Jika persoalan cuti melahirkan ini bisa menjadi kebijakan bagi Pemko Medan, tentunya ini akan dapat membawa kebaikan di masa depan, dimana kedua orang tuanya dapat membentuk watak si anak secara dini.
“Saya pernah bekerja di kelurahan di kawasan TPA, saya lihat sendiri bagaimana ibu-ibu dengan menggendong anaknya di belakang yang masih bayi harus mengais sampah untuk mencari nafkah,” ujarnya.
Hal kedua menurut Hannalore di Hari Ibu ini adalah perempuan diharapkan mampu menguasai informasi dan teknologi (IT) mengingat perkembangan IT saat ini sangat cepat. “Kita tahu pengaruh IT ini ada yang positif dan negatif, makanya sebaiknya ibu harus mampu menguasai IT karena guru yang baik itu adalah ibu bagi anaknya,” katanya.
Terpisah, Dina Lumbatobing dari Perkumpulan Sada Ahmo (Pesada) mengatakan, berdasarkan catatan Women Crisis Center (WCC) Pesada jumlah perempuan yang menjadi korban kekerasan terhadap perempuan semakin meningkat.
Dalam tiga tahun terakhir, WCC Siceritas – PESADA memperhatikan angka korban berada di sekitar 100 perempuan yang ditangani langsung per tahun. Tetapi pada akhir 2014 ini, jumlah korban yang ditangani melonjak ke angka 168. Angka tertinggi adalah 84 korban KDRT (50%) lalu disusul kekerasan seksual 43 kasus( 26%).
Korbanyang ditangani mereka sebagian besar berasal dari wilayah Dairi dan Pakpak Bharat yaitu 70 kasus (42%), dan wilayah Medan sekitarnya 45 kasus (27%). Selebihnya adalah dari Nias, Humbang Hasundutan, dan Tapanuli Tengah.
“Dari pengamatan kami target kekerasan seksual di 2014 ini adalah anak perempuan dan anak perempuan yang berkebutuhan khusus. Kesulitan mendapat keadilan bagi korban adalah kurangnya saksi, dan untuk anak berkebutuhan khusus, masalah saksi ahli,” ungkap Dina.
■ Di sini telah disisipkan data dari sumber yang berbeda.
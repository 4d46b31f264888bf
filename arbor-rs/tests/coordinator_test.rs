//! Integration tests for execution policies, cancellation and failure routing

use arbor::{
    Command, CommandContext, CommandError, CommandManager, ExecutionCoordinator, FailureKind,
    ParseError, ParserExt, StringParser,
};
use std::sync::atomic::{AtomicUsize, Ordering};
use std::sync::{Arc, Mutex};
use std::time::Duration;
use tokio::sync::Notify;

fn manager_on(coordinator: ExecutionCoordinator) -> CommandManager<String> {
    CommandManager::builder().coordinator(coordinator).build()
}

fn counting(name: &str, counter: &Arc<AtomicUsize>) -> Command<String> {
    let counter = Arc::clone(counter);
    Command::builder(name)
        .handler(move |_ctx: CommandContext<String>| {
            let counter = Arc::clone(&counter);
            async move {
                counter.fetch_add(1, Ordering::SeqCst);
                Ok(())
            }
        })
        .build()
        .unwrap()
}

#[tokio::test]
async fn test_all_policies_share_the_contract() {
    let coordinators = [
        ExecutionCoordinator::inline(),
        ExecutionCoordinator::serialized().unwrap(),
        ExecutionCoordinator::concurrent().unwrap(),
    ];
    for coordinator in coordinators {
        let policy = coordinator.policy_name();
        let counter = Arc::new(AtomicUsize::new(0));
        let manager = manager_on(coordinator);
        manager.register(counting("ping", &counter)).unwrap();

        let ok = manager.execute("steve".to_string(), "ping").await;
        assert!(ok.is_ok(), "{policy}: {ok:?}");

        let err = manager
            .execute("steve".to_string(), "pong")
            .await
            .unwrap_err();
        assert_eq!(err.kind(), FailureKind::NoSuchCommand, "{policy}");
        assert_eq!(counter.load(Ordering::SeqCst), 1, "{policy}");
    }
}

#[tokio::test(flavor = "multi_thread", worker_threads = 2)]
async fn test_suspended_lookup_does_not_block_other_resolutions() {
    let gate = Arc::new(Notify::new());
    let manager = manager_on(ExecutionCoordinator::concurrent().unwrap());

    let waiting = Arc::clone(&gate);
    manager
        .register(
            Command::builder("lookup")
                .required(
                    "name",
                    StringParser::single().flat_map_async(move |_ctx: &CommandContext<String>, name: String| {
                        let gate = Arc::clone(&waiting);
                        async move {
                            gate.notified().await;
                            Ok::<_, ParseError>(name)
                        }
                    }),
                )
                .handler(|_ctx: CommandContext<String>| async { Ok(()) })
                .build()
                .unwrap(),
        )
        .unwrap();
    let counter = Arc::new(AtomicUsize::new(0));
    manager.register(counting("ping", &counter)).unwrap();

    let slow = manager.execute("a".to_string(), "lookup steve");
    let fast = tokio::time::timeout(
        Duration::from_secs(5),
        manager.execute("b".to_string(), "ping"),
    )
    .await
    .expect("ping completes while lookup is suspended");
    assert!(fast.is_ok());
    assert_eq!(counter.load(Ordering::SeqCst), 1);

    gate.notify_one();
    let result = slow.await.unwrap();
    assert_eq!(
        result.context.get::<String>("name").map(String::as_str),
        Some("steve")
    );
}

#[tokio::test]
async fn test_cancel_before_completion() {
    for coordinator in [
        ExecutionCoordinator::inline(),
        ExecutionCoordinator::serialized().unwrap(),
        ExecutionCoordinator::concurrent().unwrap(),
    ] {
        let counter = Arc::new(AtomicUsize::new(0));
        let manager = manager_on(coordinator);
        manager.register(counting("ping", &counter)).unwrap();

        let handle = manager.execute("steve".to_string(), "ping");
        let cancel = handle.cancel_handle();
        cancel.cancel();
        assert!(handle.is_cancelled());

        let err = handle.await.unwrap_err();
        assert!(matches!(err, CommandError::Cancelled));
        assert_eq!(counter.load(Ordering::SeqCst), 0);
    }
}

#[tokio::test]
async fn test_exception_chain_first_match_only() {
    let manager = manager_on(ExecutionCoordinator::inline());
    let seen = Arc::new(Mutex::new(Vec::new()));

    for label in ["first", "second"] {
        let seen = Arc::clone(&seen);
        manager
            .exception_controller()
            .register(FailureKind::NoSuchCommand, move |sender: &String, err| {
                seen.lock().unwrap().push(format!("{label}: {sender}: {err}"));
            });
    }

    let err = manager
        .execute("steve".to_string(), "nope")
        .await
        .unwrap_err();
    assert_eq!(err.kind(), FailureKind::NoSuchCommand);
    assert_eq!(
        *seen.lock().unwrap(),
        vec!["first: steve: unknown command 'nope'"]
    );
}

#[tokio::test]
async fn test_unregistered_kind_surfaces_unchanged() {
    let manager = manager_on(ExecutionCoordinator::inline());
    let calls = Arc::new(AtomicUsize::new(0));
    let counter = Arc::clone(&calls);
    manager
        .exception_controller()
        .register(FailureKind::NoPermission, move |_: &String, _| {
            counter.fetch_add(1, Ordering::SeqCst);
        });
    manager
        .register(
            Command::builder("crash")
                .handler(|_ctx: CommandContext<String>| async { panic!("boom") })
                .build()
                .unwrap(),
        )
        .unwrap();

    let err = manager
        .execute("steve".to_string(), "crash")
        .await
        .unwrap_err();
    assert!(matches!(err, CommandError::Handler(_)));
    assert!(err.to_string().contains("boom"));
    assert_eq!(calls.load(Ordering::SeqCst), 0);
}

#[tokio::test(flavor = "multi_thread", worker_threads = 4)]
async fn test_serialized_handlers_never_overlap() {
    let manager = manager_on(ExecutionCoordinator::serialized().unwrap());
    let active = Arc::new(AtomicUsize::new(0));
    let peak = Arc::new(AtomicUsize::new(0));
    let done = Arc::new(AtomicUsize::new(0));

    let (running, highest, finished) = (Arc::clone(&active), Arc::clone(&peak), Arc::clone(&done));
    manager
        .register(
            Command::builder("work")
                .required("n", StringParser::single())
                .handler(move |_ctx: CommandContext<String>| {
                    let (running, highest, finished) =
                        (Arc::clone(&running), Arc::clone(&highest), Arc::clone(&finished));
                    async move {
                        let now = running.fetch_add(1, Ordering::SeqCst) + 1;
                        highest.fetch_max(now, Ordering::SeqCst);
                        tokio::time::sleep(Duration::from_millis(10)).await;
                        running.fetch_sub(1, Ordering::SeqCst);
                        finished.fetch_add(1, Ordering::SeqCst);
                        Ok(())
                    }
                })
                .build()
                .unwrap(),
        )
        .unwrap();

    let handles: Vec<_> = (0..5)
        .map(|n| manager.execute("steve".to_string(), &format!("work {n}")))
        .collect();
    for handle in handles {
        handle.await.unwrap();
    }

    assert_eq!(done.load(Ordering::SeqCst), 5);
    assert_eq!(peak.load(Ordering::SeqCst), 1);
}

#[tokio::test]
async fn test_cancel_reporting_depends_on_policy() {
    let inline = manager_on(ExecutionCoordinator::inline());
    let reported = Arc::new(AtomicUsize::new(0));
    let counter = Arc::clone(&reported);
    inline
        .exception_controller()
        .register(FailureKind::Cancelled, move |_: &String, _| {
            counter.fetch_add(1, Ordering::SeqCst);
        });
    inline.register(counting("ping", &Arc::new(AtomicUsize::new(0)))).unwrap();

    let handle = inline.execute("steve".to_string(), "ping");
    handle.cancel();
    assert!(matches!(handle.await, Err(CommandError::Cancelled)));
    assert_eq!(reported.load(Ordering::SeqCst), 1);

    let concurrent = manager_on(ExecutionCoordinator::concurrent().unwrap());
    let aborted = Arc::new(AtomicUsize::new(0));
    let counter = Arc::clone(&aborted);
    concurrent
        .exception_controller()
        .register(FailureKind::Cancelled, move |_: &String, _| {
            counter.fetch_add(1, Ordering::SeqCst);
        });
    let started = Arc::new(Notify::new());
    let signal = Arc::clone(&started);
    concurrent
        .register(
            Command::builder("hang")
                .handler(move |_ctx: CommandContext<String>| {
                    let signal = Arc::clone(&signal);
                    async move {
                        signal.notify_one();
                        std::future::pending::<()>().await;
                        Ok(())
                    }
                })
                .build()
                .unwrap(),
        )
        .unwrap();

    let handle = concurrent.execute("steve".to_string(), "hang");
    started.notified().await;
    handle.cancel();
    assert!(matches!(handle.await, Err(CommandError::Cancelled)));
    assert_eq!(aborted.load(Ordering::SeqCst), 0);
}
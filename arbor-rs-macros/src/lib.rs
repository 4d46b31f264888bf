use proc_macro::TokenStream;
use quote::quote;
use syn::{parse_macro_input, Data, DeriveInput, Fields, LitStr};

/// Derives `arbor::Choice` for a fieldless enum.
///
/// # Usage
///
/// ```ignore
/// #[derive(Clone, Choice)]
/// enum GameMode {
///     Survival,
///     Creative,
///     #[choice(name = "spectate")]
///     Spectator,
/// }
/// ```
///
/// This will generate:
///
/// ```ignore
/// impl ::arbor::Choice for GameMode {
///     fn choices() -> Vec<(&'static str, Self)> {
///         vec![
///             ("survival", GameMode::Survival),
///             ("creative", GameMode::Creative),
///             ("spectate", GameMode::Spectator),
///         ]
///     }
/// }
/// ```
#[proc_macro_derive(Choice, attributes(choice))]
pub fn derive_choice(input: TokenStream) -> TokenStream {
    let input = parse_macro_input!(input as DeriveInput);
    expand_choice(&input)
        .unwrap_or_else(syn::Error::into_compile_error)
        .into()
}

fn expand_choice(input: &DeriveInput) -> syn::Result<proc_macro2::TokenStream> {
    let enum_name = &input.ident;
    let Data::Enum(data) = &input.data else {
        return Err(syn::Error::new_spanned(
            enum_name,
            "Choice can only be derived for enums",
        ));
    };
    if data.variants.is_empty() {
        return Err(syn::Error::new_spanned(
            enum_name,
            "Choice needs at least one variant",
        ));
    }

    let mut entries = Vec::with_capacity(data.variants.len());
    let mut seen: Vec<String> = Vec::new();
    for variant in &data.variants {
        let variant_name = &variant.ident;
        if !matches!(variant.fields, Fields::Unit) {
            return Err(syn::Error::new_spanned(
                variant,
                "Choice variants cannot carry fields",
            ));
        }

        let name = match choice_name(&variant.attrs)? {
            Some(name) => name,
            None => variant_name.to_string().to_lowercase(),
        };
        if seen.iter().any(|s| s.eq_ignore_ascii_case(&name)) {
            return Err(syn::Error::new_spanned(
                variant,
                format!("choice name '{name}' is used twice"),
            ));
        }
        seen.push(name.clone());

        entries.push(quote! { (#name, #enum_name::#variant_name) });
    }

    let (impl_generics, ty_generics, where_clause) = input.generics.split_for_impl();
    Ok(quote! {
        impl #impl_generics ::arbor::Choice for #enum_name #ty_generics #where_clause {
            fn choices() -> ::std::vec::Vec<(&'static str, Self)> {
                ::std::vec![#(#entries),*]
            }
        }
    })
}

/// Extract the name from #[choice(name = "...")]
fn choice_name(attrs: &[syn::Attribute]) -> syn::Result<Option<String>> {
    let mut name = None;
    for attr in attrs {
        if !attr.path().is_ident("choice") {
            continue;
        }
        attr.parse_nested_meta(|meta| {
            if meta.path.is_ident("name") {
                let value: LitStr = meta.value()?.parse()?;
                let text = value.value();
                if text.is_empty() || text.chars().any(char::is_whitespace) {
                    return Err(syn::Error::new_spanned(
                        &value,
                        "choice name must be a single non-empty token",
                    ));
                }
                name = Some(text);
                Ok(())
            } else {
                Err(meta.error("unsupported choice attribute, expected `name`"))
            }
        })?;
    }
    Ok(name)
}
Tak hanya itu, kata Dina, persoalan trafficking juga menjadi kasus yang paling sulit untuk ditangani. Dalam dua tahun terakhir, korban yang ditangani berasal dari NTT dan kesulitan berada pada mata rantai pihak yang memperdagangkan serta kecenderungan korban untuk tidak ingin kembali ke tempat asal (rumah).
“Kemiskinan dan berbagai masalah khas berbasis gender merupakan alasan yang membuat korban pulang dengan enggan, atau melarikan diri ketika kasus masih ditangani,” ucap Dina. Karena itu, perempuan harus menggunakan semangat persatuan dan kesatuan, karena hari ibu itu diawali oleh perempuan sejak 1928.
Kekuatan yang dibangun untuk bersama memerangi segala bentuk kekerasan terhadap perempuan, khususnya KDRT, kekerasan seksual (terhadap anak perempuan dan yang berkebutuhan khusus), serta trafficking.